**Work instructions:** Give the number of lines in the entries below that hold "Deserialize", with no accompanying words.

**Material to process:**
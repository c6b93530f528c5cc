use anyhow::{bail, Result};
use prospector_core::EngineConfig;
use std::collections::HashMap;

const VALID_KEYS: &[&str] = &["time_max", "invalid_action_penalty"];

pub fn apply_overrides(
    config: &mut EngineConfig,
    overrides: &HashMap<String, serde_json::Value>,
) -> Result<()> {
    for (key, value) in overrides {
        match key.as_str() {
            "time_max" => config.time_max = as_f32(key, value)?,
            "invalid_action_penalty" => config.invalid_action_penalty = as_f32(key, value)?,
            _ => bail!(
                "unknown override key '{key}'. Valid keys: {}",
                VALID_KEYS.join(", ")
            ),
        }
    }
    Ok(())
}

#[allow(clippy::cast_possible_truncation)] // JSON f64→f32 is intentional
fn as_f32(key: &str, value: &serde_json::Value) -> Result<f32> {
    value
        .as_f64()
        .map(|v| v as f32)
        .ok_or_else(|| anyhow::anyhow!("override '{key}': expected a number, got {value}"))
}
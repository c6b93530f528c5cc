//! Replay event tags derived from consecutive step results.

use crate::engine::StepResult;
use crate::metrics::StepMetrics;
use serde::{Deserialize, Serialize};

#[derive(Debug, Clone, Copy, PartialEq, Eq, Hash, Serialize, Deserialize)]
#[serde(rename_all = "snake_case")]
pub enum StepEvent {
    InvalidAction,
    PirateEncounter,
    OverheatTick,
    Terminated,
    Truncated,
}

/// Tags for `result`, given the metrics reported by the step before it
/// (`None` on the first step of an episode).
pub fn derive_events(result: &StepResult, previous: Option<&StepMetrics>) -> Vec<StepEvent> {
    let baseline = previous.copied().unwrap_or_default();
    let mut events = Vec::new();
    if result.invalid_action {
        events.push(StepEvent::InvalidAction);
    }
    if result.metrics.pirate_encounters > baseline.pirate_encounters {
        events.push(StepEvent::PirateEncounter);
    }
    if result.metrics.overheat_ticks > baseline.overheat_ticks {
        events.push(StepEvent::OverheatTick);
    }
    if result.terminated {
        events.push(StepEvent::Terminated);
    }
    if result.truncated {
        events.push(StepEvent::Truncated);
    }
    events
}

**Output for this exercise:** 2